- [Task to complete] A verbatim copy of the data below is the required output.

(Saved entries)
- Opening Delimiter -
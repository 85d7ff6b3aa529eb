use prometheus::{
    CounterVec, Encoder, HistogramOpts, HistogramVec, IntGauge, Opts, Registry, TextEncoder,
};
use std::sync::Arc;

use crate::domain::{DatasourceQueryResult, FederatedQueryReport};

pub struct MetricsCollector {
    registry: Registry,

    // Federated runs
    pub federated_queries: CounterVec,
    pub federated_duration: HistogramVec,

    // Per-backend calls
    pub backend_queries: CounterVec,
    pub backend_duration: HistogramVec,

    pub pool_size: IntGauge,
}

impl MetricsCollector {
    pub fn new() -> anyhow::Result<Self> {
        let registry = Registry::new();

        let federated_queries = CounterVec::new(
            Opts::new("fedsql_federated_queries_total", "Total federated runs"),
            &["outcome"],
        )?;
        registry.register(Box::new(federated_queries.clone()))?;

        let federated_duration = HistogramVec::new(
            HistogramOpts::new(
                "fedsql_federated_duration_seconds",
                "Wall time of a federated run",
            ),
            &["outcome"],
        )?;
        registry.register(Box::new(federated_duration.clone()))?;

        let backend_queries = CounterVec::new(
            Opts::new("fedsql_backend_queries_total", "Total statements sent to backends"),
            &["datasource", "status"],
        )?;
        registry.register(Box::new(backend_queries.clone()))?;

        let backend_duration = HistogramVec::new(
            HistogramOpts::new(
                "fedsql_backend_duration_seconds",
                "Execution time reported by one backend",
            ),
            &["datasource"],
        )?;
        registry.register(Box::new(backend_duration.clone()))?;

        let pool_size = IntGauge::new("fedsql_worker_pool_size", "Configured worker pool size")?;
        registry.register(Box::new(pool_size.clone()))?;

        Ok(Self {
            registry,
            federated_queries,
            federated_duration,
            backend_queries,
            backend_duration,
            pool_size,
        })
    }

    pub fn record_backend(&self, result: &DatasourceQueryResult) {
        let status = if result.success { "success" } else { "failure" };
        self.backend_queries
            .with_label_values(&[result.datasource_code.as_str(), status])
            .inc();
        self.backend_duration
            .with_label_values(&[result.datasource_code.as_str()])
            .observe(result.execution_time_ms as f64 / 1000.0);
    }

    pub fn record_report(&self, report: &FederatedQueryReport) {
        let outcome = if report.success { "completed" } else { "rejected" };
        self.federated_queries.with_label_values(&[outcome]).inc();
        self.federated_duration
            .with_label_values(&[outcome])
            .observe(report.total_execution_time_ms as f64 / 1000.0);
        report
            .results
            .iter()
            .for_each(|result| self.record_backend(result));
    }

    pub fn encode(&self) -> anyhow::Result<String> {
        let encoder = TextEncoder::new();
        let metric_families = self.registry.gather();
        let mut buffer = Vec::new();
        encoder.encode(&metric_families, &mut buffer)?;
        Ok(String::from_utf8(buffer)?)
    }
}

pub struct MetricsHandler {
    collector: Arc<MetricsCollector>,
}

impl MetricsHandler {
    pub fn new(collector: Arc<MetricsCollector>) -> Self {
        Self { collector }
    }

    pub async fn metrics(&self) -> String {
        self.collector.encode().unwrap_or_else(|e| {
            tracing::error!("Failed to encode metrics: {}", e);
            String::from("# Error encoding metrics\n")
        })
    }
}

#[cfg(test)]
mod tests {
    use super::*;
    use crate::domain::{DatasourceConfig, FederationError};
    use std::time::Duration;

    #[test]
    fn test_record_report() {
        let collector = MetricsCollector::new().unwrap();
        let config = DatasourceConfig::new("ORDERS", "orders", "sqlite::memory:");
        let report = FederatedQueryReport::completed(
            vec![
                DatasourceQueryResult::succeeded(&config, vec![], 0, Duration::from_millis(12)),
                DatasourceQueryResult::failed(
                    &config,
                    &FederationError::ConnectionFailure("refused".into()),
                    Duration::from_millis(3),
                ),
            ],
            Duration::from_millis(15),
        );
        collector.record_report(&report);

        let text = collector.encode().unwrap();
        assert!(text.contains("fedsql_federated_queries_total{outcome=\"completed\"} 1"));
        assert!(text.contains("fedsql_backend_queries_total{datasource=\"ORDERS\",status=\"failure\"} 1"));
        assert!(text.contains("fedsql_backend_queries_total{datasource=\"ORDERS\",status=\"success\"} 1"));
    }

    #[tokio::test]
    async fn test_metrics_handler() {
        let collector = Arc::new(MetricsCollector::new().unwrap());
        let handler = MetricsHandler::new(collector.clone());

        collector.pool_size.set(4);

        let metrics = handler.metrics().await;
        assert!(metrics.contains("fedsql_worker_pool_size 4"));
    }
}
- Closing Delimiter -
- [Worked solution]
repository 85d7ff6b3aa529eb
use prometheus::{
    CounterVec, Encoder, HistogramOpts, HistogramVec, IntGauge, Opts, Registry, TextEncoder,
};
use std::sync::Arc;

use crate::domain::{DatasourceQueryResult, FederatedQueryReport};

pub struct MetricsCollector {
    registry: Registry,

    // Federated runs
    pub federated_queries: CounterVec,
    pub federated_duration: HistogramVec,

    // Per-backend calls
    pub backend_queries: CounterVec,
    pub backend_duration: HistogramVec,

    pub pool_size: IntGauge,
}

impl MetricsCollector {
    pub fn new() -> anyhow::Result<Self> {
        let registry = Registry::new();

        let federated_queries = CounterVec::new(
            Opts::new("fedsql_federated_queries_total", "Total federated runs"),
            &["outcome"],
        )?;
        registry.register(Box::new(federated_queries.clone()))?;

        let federated_duration = HistogramVec::new(
            HistogramOpts::new(
                "fedsql_federated_duration_seconds",
                "Wall time of a federated run",
            ),
            &["outcome"],
        )?;
        registry.register(Box::new(federated_duration.clone()))?;

        let backend_queries = CounterVec::new(
            Opts::new("fedsql_backend_queries_total", "Total statements sent to backends"),
            &["datasource", "status"],
        )?;
        registry.register(Box::new(backend_queries.clone()))?;

        let backend_duration = HistogramVec::new(
            HistogramOpts::new(
                "fedsql_backend_duration_seconds",
                "Execution time reported by one backend",
            ),
            &["datasource"],
        )?;
        registry.register(Box::new(backend_duration.clone()))?;

        let pool_size = IntGauge::new("fedsql_worker_pool_size", "Configured worker pool size")?;
        registry.register(Box::new(pool_size.clone()))?;

        Ok(Self {
            registry,
            federated_queries,
            federated_duration,
            backend_queries,
            backend_duration,
            pool_size,
        })
    }

    pub fn record_backend(&self, result: &DatasourceQueryResult) {
        let status = if result.success { "success" } else { "failure" };
        self.backend_queries
            .with_label_values(&[result.datasource_code.as_str(), status])
            .inc();
        self.backend_duration
            .with_label_values(&[result.datasource_code.as_str()])
            .observe(result.execution_time_ms as f64 / 1000.0);
    }

    pub fn record_report(&self, report: &FederatedQueryReport) {
        let outcome = if report.success { "completed" } else { "rejected" };
        self.federated_queries.with_label_values(&[outcome]).inc();
        self.federated_duration
            .with_label_values(&[outcome])
            .observe(report.total_execution_time_ms as f64 / 1000.0);
        report
            .results
            .iter()
            .for_each(|result| self.record_backend(result));
    }

    pub fn encode(&self) -> anyhow::Result<String> {
        let encoder = TextEncoder::new();
        let metric_families = self.registry.gather();
        let mut buffer = Vec::new();
        encoder.encode(&metric_families, &mut buffer)?;
        Ok(String::from_utf8(buffer)?)
    }
}

pub struct MetricsHandler {
    collector: Arc<MetricsCollector>,
}

impl MetricsHandler {
    pub fn new(collector: Arc<MetricsCollector>) -> Self {
        Self { collector }
    }

    pub async fn metrics(&self) -> String {
        self.collector.encode().unwrap_or_else(|e| {
            tracing::error!("Failed to encode metrics: {}", e);
            String::from("# Error encoding metrics\n")
        })
    }
}

#[cfg(test)]
mod tests {
    use super::*;
    use crate::domain::{DatasourceConfig, FederationError};
    use std::time::Duration;

    #[test]
    fn test_record_report() {
        let collector = MetricsCollector::new().unwrap();
        let config = DatasourceConfig::new("ORDERS", "orders", "sqlite::memory:");
        let report = FederatedQueryReport::completed(
            vec![
                DatasourceQueryResult::succeeded(&config, vec![], 0, Duration::from_millis(12)),
                DatasourceQueryResult::failed(
                    &config,
                    &FederationError::ConnectionFailure("refused".into()),
                    Duration::from_millis(3),
                ),
            ],
            Duration::from_millis(15),
        );
        collector.record_report(&report);

        let text = collector.encode().unwrap();
        assert!(text.contains("fedsql_federated_queries_total{outcome=\"completed\"} 1"));
        assert!(text.contains("fedsql_backend_queries_total{datasource=\"ORDERS\",status=\"failure\"} 1"));
        assert!(text.contains("fedsql_backend_queries_total{datasource=\"ORDERS\",status=\"success\"} 1"));
    }

    #[tokio::test]
    async fn test_metrics_handler() {
        let collector = Arc::new(MetricsCollector::new().unwrap());
        let handler = MetricsHandler::new(collector.clone());

        collector.pool_size.set(4);

        let metrics = handler.metrics().await;
        assert!(metrics.contains("fedsql_worker_pool_size 4"));
    }
}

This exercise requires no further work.